ToMigo: Interpretable Design Concept Graphs for Aligning Generative AI with Creative Intent
Lena Hegemann, Xinyi Wen, Michael A. Hedderich, Tarmo Nurmi, Hariharan Subramonyam
TL;DR
ToMigo addresses the misalignment between user intent and generative AI outputs by introducing interpretable design concept graphs that encode both explicit and inferred design intent. It combines multimodal input analysis (reference images and briefs) with a four-role graph schema and reasoning-enabled edges to maintain coherence and support iterative refinement. The work introduces three interactions—theory-of-mind widgets, clarifying questions, and graph-guided design generation—that surface uncertainties, enable direct editing of AI reasoning, and realign outputs with updated concepts. Two user studies demonstrate high alignment between user intentions and the graph representations, and show that ToMigo enhances grounding and design exploration, offering practical benefits for novice designers and collaborative design workflows.
Abstract
Generative AI often produces results misaligned with user intentions, for example, resolving ambiguous prompts in unexpected ways. Despite existing approaches to clarify intent, a major challenge remains: understanding and influencing AI's interpretation of user intent through simple, direct inputs requiring no expertise or rigid procedures.
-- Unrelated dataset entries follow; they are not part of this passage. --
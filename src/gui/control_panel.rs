//! Control Panel Widget
//! Left side panel with data source, filters and export.

use crate::data::FilterDimension;
use egui::{Color32, ComboBox, RichText};
use std::path::PathBuf;

pub const MAX_ATTRITION_MONTHS: u32 = 24;

/// Selections that feed the aggregations.
#[derive(Debug, Default, Clone)]
pub struct UserSettings {
    pub csv_path: Option<PathBuf>,
    pub dimension: FilterDimension,
    pub department: Option<String>,
    pub attrition_months: u32,
}

/// Left side control panel.
pub struct ControlPanel {
    pub settings: UserSettings,
    pub departments: Vec<String>,
    pub progress: f32,
    pub status: String,
    pub export_enabled: bool,
}

impl Default for ControlPanel {
    fn default() -> Self {
        Self {
            settings: UserSettings {
                attrition_months: 1,
                ..Default::default()
            },
            departments: Vec::new(),
            progress: 0.0,
            status: "Ready".to_string(),
            export_enabled: false,
        }
    }
}

impl ControlPanel {
    pub fn new(dimension: FilterDimension, attrition_months: u32) -> Self {
        let mut panel = Self::default();
        panel.settings.dimension = dimension;
        panel.settings.attrition_months = attrition_months.clamp(1, MAX_ATTRITION_MONTHS);
        panel
    }

    /// Replace the department list after a load; keeps the selection when it still exists.
    pub fn update_departments(&mut self, departments: Vec<String>) {
        let keep = self
            .settings
            .department
            .as_ref()
            .is_some_and(|d| departments.contains(d));
        if !keep {
            self.settings.department = departments.first().cloned();
        }
        self.departments = departments;
    }

    /// Draw the control panel
    pub fn show(&mut self, ui: &mut egui::Ui) -> ControlPanelAction {
        let mut action = ControlPanelAction::None;

        ui.vertical_centered(|ui| {
            ui.add_space(5.0);
            ui.label(
                RichText::new("👥 HR Dashboard")
                    .size(22.0)
                    .color(Color32::from_rgb(100, 149, 237)),
            );
        });
        ui.add_space(10.0);
        ui.separator();
        ui.add_space(5.0);

        // ===== CSV File Section =====
        ui.label(RichText::new("📁 Data Source").size(14.0).strong());
        ui.add_space(5.0);

        egui::Frame::none()
            .fill(ui.visuals().widgets.noninteractive.bg_fill)
            .rounding(5.0)
            .inner_margin(8.0)
            .show(ui, |ui| {
                ui.horizontal(|ui| {
                    let path_text = self
                        .settings
                        .csv_path
                        .as_ref()
                        .and_then(|p| p.file_name())
                        .map(|n| n.to_string_lossy().to_string())
                        .unwrap_or_else(|| "No file selected".to_string());

                    ui.label(RichText::new(&path_text).size(12.0).color(
                        if self.settings.csv_path.is_some() {
                            ui.visuals().text_color()
                        } else {
                            Color32::GRAY
                        },
                    ));

                    ui.with_layout(egui::Layout::right_to_left(egui::Align::Center), |ui| {
                        if ui.button("📂 Browse").clicked() {
                            action = ControlPanelAction::BrowseCsv;
                        }
                    });
                });
            });

        ui.add_space(15.0);
        ui.separator();
        ui.add_space(10.0);

        // ===== Filters =====
        ui.label(RichText::new("🔧 Filters").size(14.0).strong());
        ui.add_space(8.0);

        let label_width = 110.0;
        let combo_width = 150.0;

        ui.horizontal(|ui| {
            ui.add_sized([label_width, 20.0], egui::Label::new("Filter by:"));
            ComboBox::from_id_salt("filter_dimension")
                .width(combo_width)
                .selected_text(self.settings.dimension.label())
                .show_ui(ui, |ui| {
                    for dimension in FilterDimension::ALL {
                        if ui
                            .selectable_label(self.settings.dimension == dimension, dimension.label())
                            .clicked()
                            && self.settings.dimension != dimension
                        {
                            self.settings.dimension = dimension;
                            action = ControlPanelAction::FilterChanged;
                        }
                    }
                });
        });

        ui.add_space(5.0);

        ui.horizontal(|ui| {
            ui.add_sized([label_width, 20.0], egui::Label::new("Department:"));
            let selected = self.settings.department.clone().unwrap_or_default();
            ComboBox::from_id_salt("department")
                .width(combo_width)
                .selected_text(&selected)
                .show_ui(ui, |ui| {
                    for department in &self.departments {
                        if ui
                            .selectable_label(selected == *department, department)
                            .clicked()
                        {
                            self.settings.department = Some(department.clone());
                            action = ControlPanelAction::DepartmentChanged;
                        }
                    }
                });
        });

        ui.add_space(5.0);

        ui.horizontal(|ui| {
            ui.add_sized([label_width, 20.0], egui::Label::new("Attrition window:"));
            let slider = egui::Slider::new(
                &mut self.settings.attrition_months,
                1..=MAX_ATTRITION_MONTHS,
            )
            .suffix(" mo");
            if ui.add(slider).changed() {
                action = ControlPanelAction::AttritionWindowChanged;
            }
        });

        ui.add_space(15.0);
        ui.separator();
        ui.add_space(10.0);

        // ===== Action Buttons =====
        ui.vertical_centered(|ui| {
            ui.add_enabled_ui(self.export_enabled, |ui| {
                let button = egui::Button::new(RichText::new("🖼 Export Charts").size(14.0))
                    .min_size(egui::vec2(150.0, 30.0));
                if ui.add(button).clicked() {
                    action = ControlPanelAction::ExportCharts;
                }
            });
        });

        ui.add_space(15.0);
        ui.separator();
        ui.add_space(10.0);

        // ===== Progress Section =====
        ui.label(RichText::new("📊 Progress").size(14.0).strong());
        ui.add_space(5.0);

        ui.add(
            egui::ProgressBar::new(self.progress / 100.0)
                .show_percentage()
                .animate(self.progress > 0.0 && self.progress < 100.0),
        );

        ui.add_space(5.0);

        let status_color = if self.status.contains("Error") {
            Color32::from_rgb(220, 53, 69)
        } else if self.status.contains("Complete") {
            Color32::from_rgb(40, 167, 69)
        } else {
            Color32::GRAY
        };
        ui.label(RichText::new(&self.status).size(11.0).color(status_color));

        action
    }

    /// Set progress and status
    pub fn set_progress(&mut self, progress: f32, status: &str) {
        self.progress = progress;
        self.status = status.to_string();
    }
}

/// Actions triggered by control panel
#[derive(Debug, Clone, PartialEq)]
pub enum ControlPanelAction {
    None,
    BrowseCsv,
    FilterChanged,
    DepartmentChanged,
    AttritionWindowChanged,
    ExportCharts,
}
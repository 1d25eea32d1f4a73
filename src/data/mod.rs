//! Data module - CSV loading, column access and pagination

pub mod columns;
pub mod dates;
mod loader;
mod table;

pub use columns::FilterDimension;
pub use loader::DataLoader;
pub use table::{TablePage, TablePager, DEFAULT_PAGE_SIZE};
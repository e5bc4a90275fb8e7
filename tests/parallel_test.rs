use std::thread;

use tansy::{
    ConcurrentMap, ConcurrentSet, DocumentStatus, ExecutionPolicy, SearchServer, TansyError,
};

fn mixed_corpus() -> tansy::Result<SearchServer> {
    let mut server = SearchServer::new(["and", "in", "on"])?;
    server.add_document(0, "white cat and fashionable collar", DocumentStatus::Actual, &[8, -3])?;
    server.add_document(1, "fluffy cat fluffy tail", DocumentStatus::Actual, &[7, 2, 7])?;
    server.add_document(2, "groomed dog expressive eyes", DocumentStatus::Actual, &[5, -12, 2, 1])?;
    server.add_document(3, "big dog starling eugene", DocumentStatus::Actual, &[1, 3, 2])?;
    server.add_document(4, "big dog starling vasily", DocumentStatus::Banned, &[1, 1, 1])?;
    server.add_document(5, "big cat trendy collar", DocumentStatus::Actual, &[1, 2, 8])?;
    Ok(server)
}

/// Sequential and parallel ranking must agree on ids and ordering; relevances
/// may differ only by float summation order.
fn assert_same_results(server: &SearchServer, raw_query: &str) {
    let sequential = server
        .find_top_documents_with(ExecutionPolicy::Sequential, raw_query, |_, status, _| {
            status == DocumentStatus::Actual
        })
        .unwrap();
    let parallel = server
        .find_top_documents_with(ExecutionPolicy::Parallel, raw_query, |_, status, _| {
            status == DocumentStatus::Actual
        })
        .unwrap();

    let sequential_ids: Vec<_> = sequential.iter().map(|document| document.id).collect();
    let parallel_ids: Vec<_> = parallel.iter().map(|document| document.id).collect();
    assert_eq!(sequential_ids, parallel_ids, "query {raw_query:?}");
    for (lhs, rhs) in sequential.iter().zip(&parallel) {
        assert!((lhs.relevance - rhs.relevance).abs() < 1e-9, "query {raw_query:?}");
        assert_eq!(lhs.rating, rhs.rating);
    }
}

#[test]
fn test_parallel_search_matches_sequential() -> tansy::Result<()> {
    let server = mixed_corpus()?;
    for raw_query in [
        "fluffy groomed cat",
        "big -cat",
        "big dog starling -vasily",
        "cat cat cat and dog",
        "absent words only",
        "",
    ] {
        assert_same_results(&server, raw_query);
    }
    Ok(())
}

#[test]
fn test_parallel_parse_rejects_what_sequential_rejects() -> tansy::Result<()> {
    let server = mixed_corpus()?;
    for raw_query in ["cat -", "cat --dog", "- cat", "ca\u{2}t"] {
        let sequential = server
            .find_top_documents_with(ExecutionPolicy::Sequential, raw_query, |_, _, _| true)
            .unwrap_err();
        let parallel = server
            .find_top_documents_with(ExecutionPolicy::Parallel, raw_query, |_, _, _| true)
            .unwrap_err();
        assert_eq!(
            std::mem::discriminant(&sequential),
            std::mem::discriminant(&parallel),
            "query {raw_query:?}"
        );
    }
    Ok(())
}

#[test]
fn test_parallel_match_document() -> tansy::Result<()> {
    let server = mixed_corpus()?;

    let (sequential, _) = server.match_document("big starling cat", 3)?;
    let (parallel, _) =
        server.match_document_with(ExecutionPolicy::Parallel, "big starling cat", 3)?;
    assert_eq!(sequential, parallel);
    assert_eq!(sequential.len(), 2);

    let (words, status) =
        server.match_document_with(ExecutionPolicy::Parallel, "big -starling", 3)?;
    assert!(words.is_empty());
    assert_eq!(status, DocumentStatus::Actual);
    Ok(())
}

#[test]
fn test_parallel_remove_document() -> tansy::Result<()> {
    let mut server = mixed_corpus()?;
    server.remove_document_with(ExecutionPolicy::Parallel, 1)?;

    assert_eq!(server.document_count(), 5);
    assert!(server.get_word_frequencies(1).is_empty());
    assert!(server.find_top_documents("fluffy")?.is_empty());
    // Shared words still find the survivors.
    let ids: Vec<_> = server
        .find_top_documents("cat")?
        .iter()
        .map(|document| document.id)
        .collect();
    assert!(ids.contains(&0) && ids.contains(&5));

    let err = server
        .remove_document_with(ExecutionPolicy::Parallel, 1)
        .unwrap_err();
    assert!(matches!(err, TansyError::InvalidDocumentId(_)));
    Ok(())
}

#[test]
fn test_concurrent_map_has_no_lost_updates() {
    let map: ConcurrentMap<i32, f64> = ConcurrentMap::new(16);
    let threads = 8;
    let increments = 1000;

    thread::scope(|scope| {
        for _ in 0..threads {
            scope.spawn(|| {
                for key in 0..increments {
                    *map.access(key % 40) += 1.0;
                }
            });
        }
    });

    let ordinary = map.build_ordinary_map();
    assert_eq!(ordinary.len(), 40);
    let total: f64 = ordinary.values().sum();
    assert_eq!(total, (threads * increments) as f64);
    // increments spread evenly over 40 keys
    assert!(ordinary.values().all(|&count| count == (threads * increments / 40) as f64));
}

#[test]
fn test_concurrent_set_under_contention() {
    let set: ConcurrentSet<&str> = ConcurrentSet::new(16);
    let words = ["big", "cat", "dog", "starling", "trendy", "collar"];

    thread::scope(|scope| {
        for _ in 0..8 {
            scope.spawn(|| {
                for word in words {
                    set.insert(word);
                }
            });
        }
    });

    let ordinary = set.build_ordinary_set();
    assert_eq!(ordinary.len(), words.len());
    for word in words {
        assert!(ordinary.contains(word));
    }
}

#[test]
fn test_minus_phase_never_resurrects_documents() -> tansy::Result<()> {
    let mut server = SearchServer::default();
    // One document matching many plus words and one minus word: no
    // scheduling of the plus contributions may let it survive.
    server.add_document(
        1,
        "a1 a2 a3 a4 a5 a6 a7 a8 a9 a10 a11 a12 a13 a14 a15 bad",
        DocumentStatus::Actual,
        &[1],
    )?;
    let raw_query = "a1 a2 a3 a4 a5 a6 a7 a8 a9 a10 a11 a12 a13 a14 a15 -bad";
    for _ in 0..50 {
        let results = server.find_top_documents_with(
            ExecutionPolicy::Parallel,
            raw_query,
            |_, _, _| true,
        )?;
        assert!(results.is_empty());
    }
    Ok(())
}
We present ToMigo, representing intent as design concept graphs: nodes represent choices of purpose, content, or style, while edges link them with interpretable explanations. Applied to graphic design, ToMigo infers intent from reference images and text. We derived a schema of node types and edges from pre-study data, informing a multimodal large language model to generate graphs aligning nodes externally with user intent and internally toward a unified design goal. This structure enables users to explore AI reasoning and directly manipulate the design concept. In our user studies, ToMigo received high alignment ratings and captured most user intentions well. Users reported greater control and found interactive features-editable graphs, reflective chats, concept-design realignment-useful for evolving and realizing their design ideas.